— Exercise inputs —
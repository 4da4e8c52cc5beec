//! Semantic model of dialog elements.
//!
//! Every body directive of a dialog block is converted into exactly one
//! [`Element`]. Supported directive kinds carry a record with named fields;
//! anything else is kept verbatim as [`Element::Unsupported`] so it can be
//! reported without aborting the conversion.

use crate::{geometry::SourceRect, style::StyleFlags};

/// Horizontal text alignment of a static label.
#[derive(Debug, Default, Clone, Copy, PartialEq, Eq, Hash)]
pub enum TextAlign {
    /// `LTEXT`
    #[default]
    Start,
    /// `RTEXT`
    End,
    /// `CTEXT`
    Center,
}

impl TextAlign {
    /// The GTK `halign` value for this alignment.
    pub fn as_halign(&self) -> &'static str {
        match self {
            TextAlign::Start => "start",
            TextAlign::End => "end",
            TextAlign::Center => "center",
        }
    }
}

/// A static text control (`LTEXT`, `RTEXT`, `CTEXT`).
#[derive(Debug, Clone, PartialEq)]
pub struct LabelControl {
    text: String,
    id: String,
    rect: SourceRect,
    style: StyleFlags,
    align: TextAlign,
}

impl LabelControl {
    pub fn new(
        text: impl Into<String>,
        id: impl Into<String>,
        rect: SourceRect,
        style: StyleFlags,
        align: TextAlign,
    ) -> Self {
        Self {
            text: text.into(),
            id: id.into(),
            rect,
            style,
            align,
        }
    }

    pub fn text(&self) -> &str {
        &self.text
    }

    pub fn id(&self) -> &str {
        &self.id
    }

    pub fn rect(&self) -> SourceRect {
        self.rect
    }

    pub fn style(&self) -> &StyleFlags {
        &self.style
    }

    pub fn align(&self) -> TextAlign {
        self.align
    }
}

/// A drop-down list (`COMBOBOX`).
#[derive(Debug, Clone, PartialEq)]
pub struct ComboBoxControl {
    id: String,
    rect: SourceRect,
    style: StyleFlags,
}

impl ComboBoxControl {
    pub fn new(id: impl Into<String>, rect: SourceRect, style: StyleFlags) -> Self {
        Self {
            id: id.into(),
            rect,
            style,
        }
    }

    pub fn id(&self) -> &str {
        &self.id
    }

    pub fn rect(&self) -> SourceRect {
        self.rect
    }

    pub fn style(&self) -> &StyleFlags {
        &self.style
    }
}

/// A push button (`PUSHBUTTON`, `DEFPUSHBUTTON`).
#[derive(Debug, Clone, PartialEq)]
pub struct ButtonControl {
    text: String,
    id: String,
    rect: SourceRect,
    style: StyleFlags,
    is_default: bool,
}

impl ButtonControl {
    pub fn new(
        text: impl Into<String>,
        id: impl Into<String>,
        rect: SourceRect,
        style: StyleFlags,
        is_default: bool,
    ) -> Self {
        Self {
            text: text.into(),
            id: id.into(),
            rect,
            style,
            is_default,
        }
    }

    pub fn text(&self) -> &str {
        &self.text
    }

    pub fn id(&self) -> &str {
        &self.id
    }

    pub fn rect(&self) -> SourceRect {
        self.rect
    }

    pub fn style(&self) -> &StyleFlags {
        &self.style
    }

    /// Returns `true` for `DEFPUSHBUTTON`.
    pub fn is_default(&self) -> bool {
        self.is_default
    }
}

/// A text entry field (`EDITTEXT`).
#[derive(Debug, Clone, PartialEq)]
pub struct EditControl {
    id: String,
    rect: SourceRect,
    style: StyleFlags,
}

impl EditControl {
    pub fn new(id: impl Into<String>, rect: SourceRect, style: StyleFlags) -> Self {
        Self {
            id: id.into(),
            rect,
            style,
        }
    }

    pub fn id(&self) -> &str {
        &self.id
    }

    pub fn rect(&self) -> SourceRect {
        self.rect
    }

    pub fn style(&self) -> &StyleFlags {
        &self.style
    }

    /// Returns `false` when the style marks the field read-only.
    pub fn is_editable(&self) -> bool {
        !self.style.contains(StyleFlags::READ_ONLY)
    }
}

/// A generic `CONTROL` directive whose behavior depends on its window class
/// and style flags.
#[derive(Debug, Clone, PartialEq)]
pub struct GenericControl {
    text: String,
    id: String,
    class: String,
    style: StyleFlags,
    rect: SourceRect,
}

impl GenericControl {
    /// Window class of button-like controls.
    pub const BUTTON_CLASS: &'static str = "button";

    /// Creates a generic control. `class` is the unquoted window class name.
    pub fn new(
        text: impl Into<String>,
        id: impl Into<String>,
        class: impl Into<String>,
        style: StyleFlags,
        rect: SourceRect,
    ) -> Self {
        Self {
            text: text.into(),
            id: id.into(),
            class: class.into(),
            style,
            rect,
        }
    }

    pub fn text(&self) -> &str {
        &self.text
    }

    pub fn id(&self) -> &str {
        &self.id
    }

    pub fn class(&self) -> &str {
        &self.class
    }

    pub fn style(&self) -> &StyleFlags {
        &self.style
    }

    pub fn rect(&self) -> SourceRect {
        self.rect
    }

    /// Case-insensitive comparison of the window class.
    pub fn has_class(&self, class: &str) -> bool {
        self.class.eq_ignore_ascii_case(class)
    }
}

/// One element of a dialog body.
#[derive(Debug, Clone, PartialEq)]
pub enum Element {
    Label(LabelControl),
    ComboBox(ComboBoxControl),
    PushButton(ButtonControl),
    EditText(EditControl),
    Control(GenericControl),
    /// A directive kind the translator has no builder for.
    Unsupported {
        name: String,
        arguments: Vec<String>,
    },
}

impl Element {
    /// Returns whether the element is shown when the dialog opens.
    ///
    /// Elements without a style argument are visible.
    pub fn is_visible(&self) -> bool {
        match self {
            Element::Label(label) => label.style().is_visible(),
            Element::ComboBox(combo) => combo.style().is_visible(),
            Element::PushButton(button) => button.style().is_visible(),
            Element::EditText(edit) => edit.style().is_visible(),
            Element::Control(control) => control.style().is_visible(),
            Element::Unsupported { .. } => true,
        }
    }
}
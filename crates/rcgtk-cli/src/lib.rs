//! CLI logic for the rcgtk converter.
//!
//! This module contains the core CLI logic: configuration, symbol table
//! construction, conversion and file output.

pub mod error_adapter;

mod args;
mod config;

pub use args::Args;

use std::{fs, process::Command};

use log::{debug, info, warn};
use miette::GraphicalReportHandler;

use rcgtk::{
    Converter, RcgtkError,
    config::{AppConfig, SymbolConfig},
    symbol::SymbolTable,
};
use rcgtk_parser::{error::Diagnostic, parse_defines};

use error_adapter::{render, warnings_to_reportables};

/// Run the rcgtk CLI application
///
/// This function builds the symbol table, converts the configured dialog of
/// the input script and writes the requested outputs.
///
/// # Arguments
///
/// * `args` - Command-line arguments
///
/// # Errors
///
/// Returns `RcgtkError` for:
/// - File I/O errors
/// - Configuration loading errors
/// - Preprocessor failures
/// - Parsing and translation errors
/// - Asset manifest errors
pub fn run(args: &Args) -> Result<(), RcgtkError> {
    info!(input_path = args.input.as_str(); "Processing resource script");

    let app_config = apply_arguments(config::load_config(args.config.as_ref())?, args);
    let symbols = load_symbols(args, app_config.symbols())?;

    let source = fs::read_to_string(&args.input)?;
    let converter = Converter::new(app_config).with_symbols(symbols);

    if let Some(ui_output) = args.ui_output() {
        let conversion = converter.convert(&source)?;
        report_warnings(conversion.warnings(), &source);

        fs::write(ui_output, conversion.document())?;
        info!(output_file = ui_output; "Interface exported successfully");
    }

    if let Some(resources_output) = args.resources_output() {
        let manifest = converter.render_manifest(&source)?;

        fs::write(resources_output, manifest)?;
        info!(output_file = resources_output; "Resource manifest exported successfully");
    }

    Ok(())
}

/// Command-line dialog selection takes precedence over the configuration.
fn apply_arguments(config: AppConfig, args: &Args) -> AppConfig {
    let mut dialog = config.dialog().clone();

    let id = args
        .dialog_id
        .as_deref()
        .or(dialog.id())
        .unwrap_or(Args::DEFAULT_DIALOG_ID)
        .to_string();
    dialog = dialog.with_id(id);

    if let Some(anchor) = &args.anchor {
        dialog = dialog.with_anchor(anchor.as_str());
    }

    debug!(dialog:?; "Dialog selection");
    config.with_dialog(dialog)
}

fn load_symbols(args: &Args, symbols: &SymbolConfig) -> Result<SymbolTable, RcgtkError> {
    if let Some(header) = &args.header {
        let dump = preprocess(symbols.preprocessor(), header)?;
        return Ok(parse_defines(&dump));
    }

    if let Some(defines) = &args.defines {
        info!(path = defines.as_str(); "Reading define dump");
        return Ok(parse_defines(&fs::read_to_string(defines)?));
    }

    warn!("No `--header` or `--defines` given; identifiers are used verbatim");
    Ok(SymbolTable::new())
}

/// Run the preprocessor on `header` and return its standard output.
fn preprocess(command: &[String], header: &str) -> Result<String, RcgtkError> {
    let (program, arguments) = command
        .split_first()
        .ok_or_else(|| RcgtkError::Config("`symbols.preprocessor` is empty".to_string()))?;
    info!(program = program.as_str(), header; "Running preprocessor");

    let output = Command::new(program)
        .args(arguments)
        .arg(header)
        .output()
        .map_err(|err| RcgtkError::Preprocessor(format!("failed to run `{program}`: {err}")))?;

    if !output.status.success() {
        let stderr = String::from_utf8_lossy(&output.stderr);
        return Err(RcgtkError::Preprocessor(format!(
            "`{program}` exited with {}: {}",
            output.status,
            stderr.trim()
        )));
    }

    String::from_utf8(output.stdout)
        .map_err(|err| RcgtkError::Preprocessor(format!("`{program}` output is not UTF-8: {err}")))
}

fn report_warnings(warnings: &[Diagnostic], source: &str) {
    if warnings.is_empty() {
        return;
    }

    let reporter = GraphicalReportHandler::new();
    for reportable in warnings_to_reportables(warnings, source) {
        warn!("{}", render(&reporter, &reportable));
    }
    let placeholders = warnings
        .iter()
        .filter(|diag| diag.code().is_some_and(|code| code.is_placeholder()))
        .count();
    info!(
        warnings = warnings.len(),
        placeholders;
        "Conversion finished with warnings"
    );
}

— Task statement —
Count each line of the listing above that holds the string "status", and state that count without anything added.

— Task result —
2